Although WAAT was officially assigned to the Jersey Review newspaper, most of its operation was conducted by that paper's radio editor, Frank V. Bremer. Bremer had extensive experience as a radio operator and pioneering broadcaster, starting with his amateur station, 2IA, located at his home at 3613 Boulevard in Jersey City, New Jersey. As part of his activities he is said to have hired out 2IA to the Jersey Journal for a one-hour New Year's program that began at 11:30 p.m. on December 31, 1921, for which the newspaper reportedly paid him $50. Ten days later a second newspaper, the Jersey Review, teamed up with Bremer to present a regular schedule of twice-weekly programs over 2IA.

===Broadcasting station WAAT===

Initially, there were no formal standards in the United States for radio stations making transmissions intended for the general public, and numerous stations under various classifications made entertainment broadcasts. However, effective December 1, 1921, the Department of Commerce, regulators of radio at this time, adopted a regulation that formally created a broadcasting station category, and stations were now required to hold a Limited Commercial license authorizing operation on wavelengths of 360 meters (833 kHz) for "entertainment" broadcasts or 485 meters (619 kHz) for "market and weather reports".

To conform with the new requirements, the Jersey Review applied for and was issued a temporary broadcasting station authorization with the sequentially assigned call letters of WAAT, for operation on the 360-meter "entertainment" wavelength. The temporary authorization listed only two days of operation, April 16 and 19, 1922, with the station continuing to broadcast out of Bremer's home.

Most stations issued temporary authorizations provided programming for special events, and were active for only a few days. In contrast, WAAT subsequently maintained a two-programs-a-week schedule.
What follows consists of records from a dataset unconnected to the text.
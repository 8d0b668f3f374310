//! Symbol table and its loader.
//!
//! The first input segment is a block of whitespace-separated lines, all
//! with the same number of tokens, closed by a separator line (`%%` by
//! default). Row 0 labels the output rows; every further row is one
//! dimension of the enumeration.
//!
//! ```text
//! Bob Chuck Dave
//! Hall King Noyes
//! AL AR AS
//! %%
//! ```

mod config;
mod loader;
mod table;

pub use config::{LoadConfig, DEFAULT_SEPARATOR};
pub use loader::load_symbols;
pub use table::{combination_count, SymbolPosition, SymbolTable};
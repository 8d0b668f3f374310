//! Assignment matrix and the leaf visitor seam.

use std::io;

/// The per-combination table mapping `(output row, dimension)` to a
/// symbol index.
///
/// Stored row-major: `rows` output rows by `dims` dimensions.
#[derive(Debug, Clone, PartialEq, Eq)]
pub struct Assignment {
    rows: usize,
    dims: usize,
    cells: Vec<usize>,
}

impl Assignment {
    /// A zero-filled `rows` × `dims` matrix.
    pub fn new(rows: usize, dims: usize) -> Self {
        Self {
            rows,
            dims,
            cells: vec![0; rows * dims],
        }
    }

    /// Number of output rows (`m`).
    pub fn rows(&self) -> usize {
        self.rows
    }

    /// Number of dimensions (`D`).
    pub fn dims(&self) -> usize {
        self.dims
    }

    /// True when the matrix has no cells (`m = 0` or `D = 0`).
    pub fn is_empty(&self) -> bool {
        self.cells.is_empty()
    }

    /// Symbol index chosen for output row `row` in dimension `dim`.
    pub fn get(&self, row: usize, dim: usize) -> usize {
        self.cells[row * self.dims + dim]
    }

    pub(crate) fn set(&mut self, row: usize, dim: usize, value: usize) {
        self.cells[row * self.dims + dim] = value;
    }

    /// Symbol indices of output row `row`, one per dimension.
    pub fn row(&self, row: usize) -> &[usize] {
        let start = row * self.dims;
        &self.cells[start..start + self.dims]
    }

    /// The permutation chosen for dimension `dim`, in output-row order.
    pub fn column(&self, dim: usize) -> impl Iterator<Item = usize> + '_ {
        (0..self.rows).map(move |row| self.get(row, dim))
    }
}

/// Receives every complete combination.
///
/// The matrix is only valid for the duration of the call; it is mutated
/// in place as the walk continues. Returning an error aborts the walk.
///
/// Implemented for closures:
///
/// ```
/// use u_logigrid::enumerate::{Assignment, EnumConfig, EnumRunner};
///
/// let mut seen = Vec::new();
/// let mut visitor = |a: &Assignment| -> std::io::Result<()> {
///     seen.push(a.column(0).collect::<Vec<_>>());
///     Ok(())
/// };
/// EnumRunner::run(3, 1, &EnumConfig::default(), &mut visitor).unwrap();
/// assert_eq!(seen.len(), 6);
/// ```
pub trait LeafVisitor {
    fn visit(&mut self, assignment: &Assignment) -> io::Result<()>;
}

impl<F> LeafVisitor for F
where
    F: FnMut(&Assignment) -> io::Result<()>,
{
    fn visit(&mut self, assignment: &Assignment) -> io::Result<()> {
        self(assignment)
    }
}

/// A visitor that only counts combinations.
#[derive(Debug, Clone, Copy, Default, PartialEq, Eq)]
pub struct CombinationCounter {
    pub count: u64,
}

impl LeafVisitor for CombinationCounter {
    fn visit(&mut self, _assignment: &Assignment) -> io::Result<()> {
        self.count += 1;
        Ok(())
    }
}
Because there was the single wavelength, 360 meters, available for entertainment broadcasts, in congested areas like the New York City region the local stations were required to set up a timesharing schedule, and WAAT was the region's only temporary station to be assigned timeslots. The WAAT broadcasts lasted for 10 months, finally ending in October 1922.

Bremer returned to the broadcasting airwaves four years later, with a new station licensed on August 19, 1926, to the Bremer Broadcasting Corporation in Jersey City. It was initially assigned the call letters WKBD, however, the next month Bremer was permitted to reclaim the WAAT call sign used in 1922.